We even have Starbucks

Cornwall Exeter exeter university Penryn the tab

I’m a student at the University of Exeter’s Penryn Campus.

Now I understand for all intents and purposes I might as well have said I live in the University of Swaziland’s Mbongo campus, for all you know about Penryn. Believe it or not, Exeter does indeed have campuses besides Streatham. We’re real and, we’re better than you.

Penryn Campus is in Cornwall (“Cornwall has universities? This article just keeps getting crazier”, you mumble to yourself), which as you all know, is a holiday destination on par with Ibiza and Malia. We have not one, but two clubs on offer for a mad night out on a Thursday student night. Club I (which stands for ‘international’ because people from places as exotic as Wales occasionally go there) in nearby Falmouth has a reputation for hospitalising even the hardiest of clubbers.

On a mad wun 

If the clubs in Falmouth are too much for you, then you might consider a flat party – although play music after 11 and security will shut it down while pleasantly acknowledging the group of stoners smoking nearby.

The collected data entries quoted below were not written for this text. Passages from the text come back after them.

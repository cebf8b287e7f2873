//! Fetch-once resolution of reference names into a catalog.

use std::sync::Arc;
use std::time::Duration;

use quill_ir::BinaryModule;
use rustc_hash::FxHashSet;
use tokio::sync::Mutex;

use crate::{FetchError, ReferenceCatalog, ReferenceFetcher, ReferenceModule, ReferenceName};

/// Default bound on a single reference fetch.
pub const DEFAULT_FETCH_TIMEOUT: Duration = Duration::from_secs(10);

/// Process-lifetime cache of resolved references.
///
/// The lock is held across fetches: a second caller asking for a name that
/// is being fetched waits for the first, then finds it cached.
pub struct ReferenceResolver {
    fetcher: Arc<dyn ReferenceFetcher>,
    fetch_timeout: Duration,
    state: Mutex<ResolverState>,
}

#[derive(Default)]
struct ResolverState {
    catalog: ReferenceCatalog,
    failures: Vec<(ReferenceName, FetchError)>,
}

impl ResolverState {
    fn has_failed(&self, name: &ReferenceName) -> bool {
        self.failures.iter().any(|(failed, _)| failed == name)
    }
}

impl ReferenceResolver {
    pub fn new(fetcher: Arc<dyn ReferenceFetcher>) -> Self {
        ReferenceResolver {
            fetcher,
            fetch_timeout: DEFAULT_FETCH_TIMEOUT,
            state: Mutex::new(ResolverState::default()),
        }
    }

    #[must_use]
    pub fn with_fetch_timeout(mut self, timeout: Duration) -> Self {
        self.fetch_timeout = timeout;
        self
    }

    /// Resolve `names` into a catalog, fetching only names never tried before.
    ///
    /// Duplicates in `names` are ignored (first occurrence wins). The result
    /// holds the requested names that resolved, in request order. Names whose
    /// fetch failed, now or earlier, are absent.
    #[tracing::instrument(level = "debug", skip_all, fields(requested = names.len()))]
    pub async fn resolve(&self, names: &[ReferenceName]) -> ReferenceCatalog {
        let mut state = self.state.lock().await;
        let mut seen = FxHashSet::default();
        let mut resolved = Vec::with_capacity(names.len());

        for name in names {
            if !seen.insert(name) {
                continue;
            }
            if let Some(cached) = state.catalog.get(name.as_str()) {
                resolved.push(cached.clone());
                continue;
            }
            if state.has_failed(name) {
                continue;
            }
            match self.fetch_one(name).await {
                Ok(module) => {
                    tracing::debug!(%name, bytes = module.len(), "reference cached");
                    let module = ReferenceModule::new(name.clone(), module);
                    state.catalog.append(module.clone());
                    resolved.push(module);
                }
                Err(err) => {
                    tracing::warn!(%name, error = %err, "skipping reference");
                    state.failures.push((name.clone(), err));
                }
            }
        }

        ReferenceCatalog::from_modules(resolved)
    }

    async fn fetch_one(&self, name: &ReferenceName) -> Result<BinaryModule, FetchError> {
        match tokio::time::timeout(self.fetch_timeout, self.fetcher.fetch(name)).await {
            Ok(bytes) => bytes.map(BinaryModule::from),
            Err(_) => Err(FetchError::Timeout {
                name: name.clone(),
                after: self.fetch_timeout,
            }),
        }
    }

    /// Everything cached so far, in the order it was first fetched.
    pub async fn cached(&self) -> ReferenceCatalog {
        self.state.lock().await.catalog.clone()
    }

    /// Names whose fetch failed, with the rendered error.
    pub async fn failures(&self) -> Vec<(ReferenceName, String)> {
        self.state
            .lock()
            .await
            .failures
            .iter()
            .map(|(name, err)| (name.clone(), err.to_string()))
            .collect()
    }
}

We Exeter students share the campus with those from Falmouth University, an institution dedicated to the arts, which you may or may not have heard of depending on whether you considered taking a course like Dance or Drawing BA. So our campus is two unis in one: awkward Exeter bookworms are forced to mix with vibrant Falmouth artistic types.

Imagine if Bob Marley and Bill Gates were roommates, and you might get an inkling of what life is like here.

Just your average Exeter student

Because of the size of the campus, it’s possible to walk from my flat to the most distant lecture hall in less than 10 minutes. This doesn’t stop Falmouth students from feeling the need to skateboard, rollerblade and/or unicycle their way to lectures (though if they’re doing Marine Photography BA then they’ll simply go to the nearest beach).

On main campuses, you have to navigate through a dense urban jungle, where there are more Starbucks and kebab shops than there are academic buildings.

On Penryn Campus, you get all the benefits living in the extreme South West, and more. It takes a special kind of person to actually choose to study for a degree in Cornwall, the land of ice cream, surfing and UKIP, and we are fanatically devoted to our location.

Virtually everyone here has a picture of some Cornish landscape they took on their phone as their Facebook cover photo, and we wouldn’t have it any other way.

For us the idea of living in a city is equivalent to living in a giant prison, with walls made of Tesco Express and M&S (although what student actually shops in M&S – unless you go somewhere like Durham where you compensate for your failure to get into Oxbridge by spending £6.99 on a crème brûlée).

Poor man’s crème brulee

Occasionally rumours leak down to us from the main campus in Exeter, and we shudder at the realities of life there, and in main campuses around the country. Supermarkets other than Asda and Lidl. People who don’t pronounce the letter ‘r’. Northerners. The list of horrors goes on.

But these things seem a hundred miles away (literally) when we’re on the local beach which has a name that sounds Welsh but isn’t, relaxing under a palm tree with a cool glass of quaint Cornish cider. You can keep the watery Americano you bought from one of 44 cafes on your campus, because we’re staying right here.